It’s safe to say we’re all well-versed in the positive effects of exercise — from overall mood to the obvious physical benefits, getting active is important in all aspects of our lives. But a new study finds that maintaining an exercise routine may actually reduce the risk of 13 different types of cancer.
The research is pretty massive, with the team looking at the health profiles of 1.4 million people across the United States and Europe over the course of 11 years. Study participants were asked about how much vigorous exercise they logged in their free time as well as overall physical activity.
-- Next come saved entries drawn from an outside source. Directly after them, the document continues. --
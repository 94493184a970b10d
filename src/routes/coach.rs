// ABOUTME: Accountability coach endpoints bound to a calendar instance
// ABOUTME: Conversations persist on the instance's session only after a successful model run
//
// SPDX-License-Identifier: MIT OR Apache-2.0
// Copyright (c) 2025 Pierre Fitness Intelligence

use std::sync::Arc;
use std::time::Instant;

use axum::{
    extract::{Path, State},
    http::StatusCode,
    response::{IntoResponse, Response},
    routing::get,
    Json, Router,
};
use serde::{Deserialize, Serialize};
use tracing::info;

use crate::calendar::{self, InstanceKey};
use crate::chat::{ConversationDriver, ConversationOutcome};
use crate::database::UpsertSessionRequest;
use crate::errors::{require_non_empty, AppError, AppJson};
use crate::llm::prompts::coach_system_prompt;
use crate::llm::ChatMessage;
use crate::mcp::resources::ServerResources;
use crate::tools::ToolExecutionContext;

/// Message to the coach
#[derive(Debug, Deserialize)]
pub struct CoachMessageRequest {
    /// What the user says
    pub message: String,
}

/// Stored conversation for an instance
#[derive(Debug, Serialize)]
pub struct CoachConversationResponse {
    /// Instance key
    pub instance: String,
    /// Human-readable period
    pub label: String,
    /// First day of the period
    pub start_date: String,
    /// Last day of the period
    pub end_date: String,
    /// Recorded weight
    pub weight: Option<f64>,
    /// Full message history
    pub messages: Vec<ChatMessage>,
}

/// Coach reply
#[derive(Debug, Serialize)]
pub struct CoachReplyResponse {
    /// Instance key
    pub instance: String,
    /// Loop result: reply, transcript, usage and stop condition
    #[serde(flatten)]
    pub outcome: ConversationOutcome,
    /// Turns appended to the session by this request, including the user message
    pub messages: Vec<ChatMessage>,
    /// Wall-clock time spent
    pub execution_time_ms: u64,
}

/// Coach routes handler
pub struct CoachRoutes;

impl CoachRoutes {
    /// Create coach routes
    pub fn routes(resources: Arc<ServerResources>) -> Router {
        Router::new()
            .route(
                "/api/coach/:instance",
                get(Self::get_conversation).post(Self::send_message),
            )
            .with_state(resources)
    }

    async fn get_conversation(
        State(resources): State<Arc<ServerResources>>,
        Path(instance): Path<String>,
    ) -> Result<Response, AppError> {
        let key: InstanceKey = instance.parse()?;
        let session = resources
            .database
            .sessions()
            .get_by_instance(&key.to_string())
            .await?;
        let (weight, messages) = session.map_or((None, Vec::new()), |s| (s.weight, s.messages));

        let response = CoachConversationResponse {
            instance: key.to_string(),
            label: key.label(),
            start_date: key.start_date.to_string(),
            end_date: key.end_date().to_string(),
            weight,
            messages,
        };
        Ok((StatusCode::OK, Json(response)).into_response())
    }

    async fn send_message(
        State(resources): State<Arc<ServerResources>>,
        Path(instance): Path<String>,
        AppJson(request): AppJson<CoachMessageRequest>,
    ) -> Result<Response, AppError> {
        let key: InstanceKey = instance.parse()?;
        let instance = key.to_string();
        let text = require_non_empty("message", &request.message)?.to_owned();
        let provider = resources.require_llm()?;
        let started = Instant::now();

        let mut messages = resources
            .database
            .sessions()
            .get_by_instance(&instance)
            .await?
            .map(|s| s.messages)
            .unwrap_or_default();
        let history_len = messages.len();
        messages.push(ChatMessage::user(text));

        let system = coach_system_prompt(&key, calendar::today());
        let driver = ConversationDriver::new(
            provider,
            &resources.coach_tools,
            ToolExecutionContext::for_instance(resources.database.clone(), instance.clone()),
            resources.config.llm.max_tool_iterations,
        );
        let outcome = driver.run(&system, &mut messages).await?;

        // weight: None keeps any reading a tool recorded during the run
        resources
            .database
            .sessions()
            .upsert(
                &instance,
                &UpsertSessionRequest {
                    messages: Some(messages.clone()),
                    weight: None,
                },
            )
            .await?;

        let execution_time_ms = u64::try_from(started.elapsed().as_millis()).unwrap_or(u64::MAX);
        info!(
            instance = %instance,
            iterations = outcome.iterations,
            execution_time_ms,
            "Coach conversation saved"
        );

        let response = CoachReplyResponse {
            instance,
            outcome,
            messages: messages.split_off(history_len),
            execution_time_ms,
        };
        Ok((StatusCode::OK, Json(response)).into_response())
    }
}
With over 186,000 cancer cases diagnosed among those involved in the study during this period, researchers took a closer look at any common threads among participants. They found that those who were placed in the top 10 percent in terms of higher levels of exercise appeared less in danger of being diagnosed with 13 types of cancer than those who were in the bottom 10 percent of the fitness scale.
These cancers include Esophageal (a whopping 42 percent lower risk), Liver (27 percent lower risk), Lung (26 percent lower risk), and Kidney (23 percent lower risk), among others. Those are pretty impressive numbers in exchange for some exercise.
There are two types of cancer that avid fitness seekers actually seemed to be more at risk of – prostate cancer and malignant melanoma, the latter of which researchers assume is due to increased sun exposure (even more reason to slather on that sunblock during your daily run).